BACKGROUND

• Up to 40% of LADC patients develop BM but little is known about the inciting molecular events.

METHODS

• We compared mutational profiles of LADC BM patients (pts) with primary (P) LADC submitted to Caris Life Sciences from 2015-2017.
• Testing included:
  • Next-generation sequencing (NGS) on genomic DNA of 592 cancer-related genes isolated from formalin-fixed, paraffin-embedded (FFPE) tumor samples utilizing NextSeq platform (Illumina Inc., San Diego, CA). The 592 genes were enriched with a custom-designed SureSelect XT assay (Agilent Technologies, Santa Clara, CA, USA).
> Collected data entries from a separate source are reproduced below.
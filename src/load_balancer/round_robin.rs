//! Round-robin load balancing strategy.

use std::sync::Arc;
use std::sync::atomic::{AtomicUsize, Ordering};
use crate::load_balancer::{LoadBalancer, LoadBalancerKind, entry::ConnectionEntry};

/// Round-robin selector.
/// Stores an internal counter to rotate through entries.
///
/// The cursor is relative to the order of the slice passed on each call, not
/// to node identity, so a node can be visited more or less often around
/// membership changes.
#[derive(Debug, Default)]
pub struct RoundRobin {
    counter: AtomicUsize,
}

impl RoundRobin {
    pub fn new() -> Self {
        Self::default()
    }
}

impl LoadBalancer for RoundRobin {
    fn select_entry(&self, entries: &[Arc<ConnectionEntry>]) -> Option<Arc<ConnectionEntry>> {
        if entries.is_empty() {
            return None;
        }

        let index = self.counter.fetch_add(1, Ordering::Relaxed) % entries.len();
        Some(entries[index].clone())
    }

    fn name(&self) -> &'static str {
        "round_robin"
    }

    fn kind(&self) -> Option<LoadBalancerKind> {
        Some(LoadBalancerKind::RoundRobin)
    }
}

#[cfg(test)]
mod tests {
    use super::*;
    use crate::load_balancer::entry::{NodeType, PoolLimits};

    fn entry(port: u16) -> Arc<ConnectionEntry> {
        let limits = PoolLimits { minimum_idle: 1, max_size: 10 };
        Arc::new(ConnectionEntry::new(
            format!("127.0.0.1:{}", port).parse().unwrap(),
            NodeType::Slave,
            limits,
            limits,
        ))
    }

    #[test]
    fn test_round_robin() {
        let lb = RoundRobin::new();
        let a = entry(6380);
        let b = entry(6381);
        let c = entry(6382);
        let entries = vec![a.clone(), b.clone(), c.clone()];

        let picked: Vec<_> = (0..4)
            .map(|_| lb.select_entry(&entries).unwrap().addr)
            .collect();
        assert_eq!(picked, vec![a.addr, b.addr, c.addr, a.addr]);
    }

    #[test]
    fn test_empty_returns_none() {
        let lb = RoundRobin::new();
        assert!(lb.select_entry(&[]).is_none());
    }

    #[test]
    fn test_membership_change_stays_in_set() {
        let lb = RoundRobin::new();
        let full = vec![entry(6380), entry(6381), entry(6382), entry(6383)];
        for _ in 0..3 {
            lb.select_entry(&full).unwrap();
        }

        let shrunk = vec![full[0].clone(), full[1].clone()];
        for _ in 0..5 {
            let picked = lb.select_entry(&shrunk).unwrap();
            assert!(shrunk.iter().any(|e| Arc::ptr_eq(e, &picked)));
        }

        let grown: Vec<_> = (6390..6397).map(entry).collect();
        for _ in 0..10 {
            let picked = lb.select_entry(&grown).unwrap();
            assert!(grown.iter().any(|e| Arc::ptr_eq(e, &picked)));
        }
    }
}
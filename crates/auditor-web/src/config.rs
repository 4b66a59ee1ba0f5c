//! Configuration file parsing for the web server.
//!
//! Loads the bind address, the secrets path, the upload limit and the
//! `[audit]` table from TOML. Every field has a default, so an empty file is
//! a valid configuration.

use auditor_extractor::AuditConfig;
use auditor_llm::DEFAULT_SECRETS_PATH;
use serde::{Deserialize, Serialize};
use std::path::{Path, PathBuf};
use thiserror::Error;

/// Server configuration error
#[derive(Debug, Error)]
pub enum ConfigError {
    /// Failed to read config file
    #[error("Failed to read config file: {0}")]
    FileRead(#[from] std::io::Error),

    /// Failed to parse TOML
    #[error("Failed to parse config TOML: {0}")]
    TomlParse(#[from] toml::de::Error),

    /// A value is out of range
    #[error("Invalid configuration: {0}")]
    Invalid(String),
}

/// Server configuration loaded from TOML
#[derive(Debug, Clone, PartialEq, Serialize, Deserialize)]
pub struct ServerConfig {
    /// Bind address (e.g., "127.0.0.1")
    #[serde(default = "default_bind_address")]
    pub bind_address: String,

    /// Bind port (e.g., 8501)
    #[serde(default = "default_bind_port")]
    pub bind_port: u16,

    /// TOML file holding `GEMINI_API_KEY`
    #[serde(default = "default_secrets_path")]
    pub secrets_path: PathBuf,

    /// Largest accepted request body, in bytes
    #[serde(default = "default_max_upload_bytes")]
    pub max_upload_bytes: usize,

    /// Model and report settings
    #[serde(default)]
    pub audit: AuditConfig,
}

fn default_bind_address() -> String {
    "127.0.0.1".to_string()
}

fn default_bind_port() -> u16 {
    8501
}

fn default_secrets_path() -> PathBuf {
    PathBuf::from(DEFAULT_SECRETS_PATH)
}

/// Default upload limit: 50 MiB
fn default_max_upload_bytes() -> usize {
    50 * 1024 * 1024
}

impl ServerConfig {
    /// Load configuration from a TOML file
    pub fn from_file<P: AsRef<Path>>(path: P) -> Result<Self, ConfigError> {
        let contents = std::fs::read_to_string(path)?;
        Self::from_toml(&contents)
    }

    /// Parse and validate configuration from a TOML string
    pub fn from_toml(toml_str: &str) -> Result<Self, ConfigError> {
        let config: ServerConfig = toml::from_str(toml_str)?;
        config.validate()?;
        Ok(config)
    }

    /// Check value ranges
    pub fn validate(&self) -> Result<(), ConfigError> {
        if self.max_upload_bytes == 0 {
            return Err(ConfigError::Invalid(
                "max_upload_bytes must be greater than 0".to_string(),
            ));
        }
        self.audit.validate().map_err(ConfigError::Invalid)
    }

    /// Get the full bind address (address:port)
    pub fn bind_addr(&self) -> String {
        format!("{}:{}", self.bind_address, self.bind_port)
    }
}

impl Default for ServerConfig {
    fn default() -> Self {
        Self {
            bind_address: default_bind_address(),
            bind_port: default_bind_port(),
            secrets_path: default_secrets_path(),
            max_upload_bytes: default_max_upload_bytes(),
            audit: AuditConfig::default(),
        }
    }
}
//! Output formatting for the CLI.

use colored::*;

/// Output formatter.
pub struct Formatter {
    color_enabled: bool,
}

impl Formatter {
    /// Create a new formatter.
    pub fn new(color_enabled: bool) -> Self {
        Self { color_enabled }
    }

    /// Format a section heading.
    pub fn heading(&self, text: &str) -> String {
        if self.color_enabled {
            text.bold().to_string()
        } else {
            text.to_string()
        }
    }

    /// Format a success message.
    pub fn success(&self, message: &str) -> String {
        self.colorize(&format!("✓ {}", message), "green")
    }

    /// Format an error message.
    pub fn error(&self, message: &str) -> String {
        self.colorize(&format!("✗ {}", message), "red")
    }

    /// Format an info message.
    pub fn info(&self, message: &str) -> String {
        self.colorize(&format!("ℹ {}", message), "blue")
    }

    /// Format a warning message.
    pub fn warning(&self, message: &str) -> String {
        self.colorize(&format!("⚠ {}", message), "yellow")
    }

    /// Format the connected-model status line.
    pub fn model_status(&self, model: &str) -> String {
        format!("Status: Conectado ao modelo {}", self.colorize(model, "cyan"))
    }

    fn colorize(&self, text: &str, color: &str) -> String {
        if !self.color_enabled {
            return text.to_string();
        }

        match color {
            "red" => text.red().to_string(),
            "green" => text.green().to_string(),
            "blue" => text.blue().to_string(),
            "yellow" => text.yellow().to_string(),
            "cyan" => text.cyan().to_string(),
            _ => text.to_string(),
        }
    }
}
//! Downloadable CSV export

/// File name offered to the browser
pub const EXPORT_FILE_NAME: &str = "auditoria_juridica.csv";

/// UTF-8 byte-order mark, which makes spreadsheet tools detect the encoding
pub const UTF8_BOM: &[u8] = &[0xEF, 0xBB, 0xBF];

/// Byte encoding of the exported file
#[derive(Debug, Clone, Copy, PartialEq, Eq, Default)]
pub enum CsvEncoding {
    /// Plain UTF-8
    Utf8,
    /// UTF-8 prefixed with a byte-order mark
    #[default]
    Utf8Bom,
}

impl CsvEncoding {
    /// Pick an encoding from a BOM flag
    pub fn from_bom(bom: bool) -> Self {
        if bom {
            CsvEncoding::Utf8Bom
        } else {
            CsvEncoding::Utf8
        }
    }
}

/// Semicolon-delimited data found in the model's answer
#[derive(Debug, Clone, PartialEq, Eq)]
pub struct CsvExport {
    payload: String,
    encoding: CsvEncoding,
}

impl CsvExport {
    /// Create an export from an already-trimmed payload
    pub fn new(payload: impl Into<String>, encoding: CsvEncoding) -> Self {
        Self {
            payload: payload.into(),
            encoding,
        }
    }

    /// The CSV text, without any byte-order mark
    pub fn payload(&self) -> &str {
        &self.payload
    }

    /// Encoding used by [`CsvExport::to_bytes`]
    pub fn encoding(&self) -> CsvEncoding {
        self.encoding
    }

    /// File name to offer for download
    pub fn file_name(&self) -> &'static str {
        EXPORT_FILE_NAME
    }

    /// Number of lines, header included
    pub fn line_count(&self) -> usize {
        self.payload.lines().count()
    }

    /// Header line, if any
    pub fn header(&self) -> Option<&str> {
        self.payload.lines().next()
    }

    /// Render the file contents
    ///
    /// # Examples
    ///
    /// ```
    /// use auditor_domain::{CsvEncoding, CsvExport};
    ///
    /// let export = CsvExport::new("A;B\n1;2", CsvEncoding::Utf8Bom);
    /// assert_eq!(&export.to_bytes()[..3], &[0xEF, 0xBB, 0xBF]);
    /// ```
    pub fn to_bytes(&self) -> Vec<u8> {
        let mut bytes = Vec::with_capacity(UTF8_BOM.len() + self.payload.len());
        if self.encoding == CsvEncoding::Utf8Bom {
            bytes.extend_from_slice(UTF8_BOM);
        }
        bytes.extend_from_slice(self.payload.as_bytes());
        bytes
    }
}
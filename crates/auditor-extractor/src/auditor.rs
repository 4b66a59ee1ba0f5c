//! Core Auditor implementation

use crate::config::AuditConfig;
use crate::error::AuditError;
use crate::parser::extract_csv;
use crate::prompt::PromptBuilder;
use crate::types::{AuditEvent, AuditReport, ExtractionOutcome};
use auditor_domain::{AuditId, PdfDocument, Transcript};
use auditor_llm::{GenerationRequest, StreamingProvider};
use futures_util::StreamExt;
use std::sync::Arc;
use std::time::Instant;
use tokio::sync::mpsc;
use tokio::time::timeout;
use tracing::{debug, error, info, warn};

/// Events buffered between the audit task and its consumer
pub const EVENT_BUFFER: usize = 64;

/// Runs one PDF through the model and relays the answer as events
pub struct Auditor<P>
where
    P: StreamingProvider,
{
    provider: P,
    config: AuditConfig,
    prompt: PromptBuilder,
}

impl<P> Auditor<P>
where
    P: StreamingProvider + 'static,
{
    /// Create a new Auditor, rejecting an invalid configuration
    pub fn new(provider: P, config: AuditConfig) -> Result<Self, AuditError> {
        config.validate().map_err(AuditError::Config)?;
        let prompt = PromptBuilder::new(config.layout);
        Ok(Self {
            provider,
            config,
            prompt,
        })
    }

    /// Model the provider talks to
    pub fn model(&self) -> &str {
        self.provider.model()
    }

    /// Active configuration
    pub fn config(&self) -> &AuditConfig {
        &self.config
    }

    /// Underlying provider
    pub fn provider(&self) -> &P {
        &self.provider
    }

    /// Request that would be sent for `document`
    pub fn build_request(&self, document: PdfDocument) -> GenerationRequest {
        self.prompt.build(document, self.config.temperature)
    }

    /// Run an audit, sending progress to `events`
    ///
    /// Fragments are sent in arrival order. The caller sees failures as an
    /// `Err`; no `Failed` event is sent. Use [`Auditor::relay`] to have
    /// failures reported on the channel instead.
    pub async fn run(
        &self,
        document: PdfDocument,
        events: &mpsc::Sender<AuditEvent>,
    ) -> Result<AuditReport, AuditError> {
        self.execute(AuditId::new(), document, events).await
    }

    /// Run an audit and report its failure, if any, as a `Failed` event
    ///
    /// This is the boundary where remote errors become the generic message.
    pub async fn relay(
        &self,
        document: PdfDocument,
        events: mpsc::Sender<AuditEvent>,
    ) -> Option<AuditReport> {
        let audit_id = AuditId::new();
        match self.execute(audit_id, document, &events).await {
            Ok(report) => Some(report),
            Err(AuditError::Cancelled) => {
                info!("Audit {} cancelled: receiver dropped", audit_id);
                None
            }
            Err(e) => {
                error!("Audit {} failed: {}", audit_id, e);
                let failed = AuditEvent::Failed {
                    audit_id,
                    message: e.user_message(),
                };
                if events.send(failed).await.is_err() {
                    debug!("Audit {} failure not delivered: receiver dropped", audit_id);
                }
                None
            }
        }
    }

    /// Start an audit on its own task and return the event receiver
    pub fn spawn(self: &Arc<Self>, document: PdfDocument) -> mpsc::Receiver<AuditEvent> {
        let (tx, rx) = mpsc::channel(EVENT_BUFFER);
        let auditor = Arc::clone(self);
        tokio::spawn(async move {
            auditor.relay(document, tx).await;
        });
        rx
    }

    async fn execute(
        &self,
        audit_id: AuditId,
        document: PdfDocument,
        events: &mpsc::Sender<AuditEvent>,
    ) -> Result<AuditReport, AuditError> {
        let model = self.model().to_string();
        info!(
            "Starting audit {} of '{}' ({} bytes) with model {}",
            audit_id,
            document.file_name(),
            document.len(),
            model
        );

        send(
            events,
            AuditEvent::Started {
                audit_id,
                model: model.clone(),
                file_name: document.file_name().to_string(),
            },
        )
        .await?;

        let request = self.build_request(document);
        debug!(
            "System instruction length: {} chars, layout {}",
            request.system_instruction().len(),
            self.config.layout
        );

        let started_at = Instant::now();
        let idle = self.config.fragment_timeout();
        let mut stream = self.provider.stream_generate(request);
        let mut transcript = Transcript::new();

        // The first item waits on upload and time to first token, so only
        // the gaps after it are bounded.
        let mut first = true;
        loop {
            let next = if first {
                first = false;
                stream.next().await
            } else {
                timeout(idle, stream.next())
                    .await
                    .map_err(|_| AuditError::Timeout(self.config.fragment_timeout_secs))?
            };

            match next {
                Some(fragment) => {
                    let fragment = fragment?;
                    if transcript.push(&fragment) {
                        send(events, AuditEvent::Fragment(fragment)).await?;
                    }
                }
                None => break,
            }
        }

        let elapsed_ms = started_at.elapsed().as_millis() as u64;
        let fragment_count = transcript.fragment_count();
        let text = transcript.into_string();
        debug!("Answer length: {} chars in {} fragments", text.len(), fragment_count);

        let outcome = extract_csv(&text, self.config.csv_encoding());
        match &outcome {
            ExtractionOutcome::Export(export) => info!(
                "Audit {} finished in {} ms, CSV with {} lines",
                audit_id,
                elapsed_ms,
                export.line_count()
            ),
            ExtractionOutcome::Missing => warn!(
                "Audit {} finished in {} ms without a CSV block",
                audit_id, elapsed_ms
            ),
        }

        let report = AuditReport {
            audit_id,
            model,
            text,
            fragment_count,
            elapsed_ms,
            outcome,
        };

        send(events, AuditEvent::Completed(report.clone())).await?;
        Ok(report)
    }
}

async fn send(events: &mpsc::Sender<AuditEvent>, event: AuditEvent) -> Result<(), AuditError> {
    events.send(event).await.map_err(|_| AuditError::Cancelled)
}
Variants were detected with >99% confidence based upon allele frequency and amplicon coverage, with an average sequencing depth of coverage >500X and an analytic sensitivity of 5% variant frequency. NGS aberrations were test-defined as pathogenic (PATH), variants of undetermined significance or unclassified mutations (VUS).
  • PD-L1 immunohistochemistry was completed on slides of FFPE tumor sections utilizing automated staining techniques with procedures in accordance with the requirements of the College of American Pathologists. Prior to January 2016, the antibody used against PD-L1 was SP142 (Spring Bioscience, Pleasonton, CA). Starting in January 2016 the primary antibody against PD-L1 was 22c3 (Dako, Santa Clara, CA) in non-small cell lung cancer (NSCLC) tumors, including LADC.
  • Tumor mutational burden (TMB), reported in mutations per megabase (Mb), was determined by calculating the number of nonsynonymous somatic mutations identified by NGS after removing single nucleotide polymorphisms (SNP) identified in dbSNP (version 137) or in 1000 Genomes Project database (phase 3). 1.4 Mb were sequenced per tumor. TMB was test-defined as: high (H; ≥17 mutations/megabase), intermediate (I; 7-16) and low (L; 0-6)

CONCLUSIONS

• Classic LADC biomarkers including PDL1 (≥1% and ≥50%), EGFR, and KRAS were similar between BM and P cases.
• However, nearly 40% BM patients were TMB-H (≥25% more than P) and >90% either TMB-I or H, indicating an increased mutational complexity in BM development, suggesting immune checkpoint inhibitor use.
• In addition to STK116 PATHs, RTK VUSs including: EPHA3, EPHA5, NTRK3, and EPHB1 were more-frequently mutated and warrant further evaluation as biomarkers or targets in BM.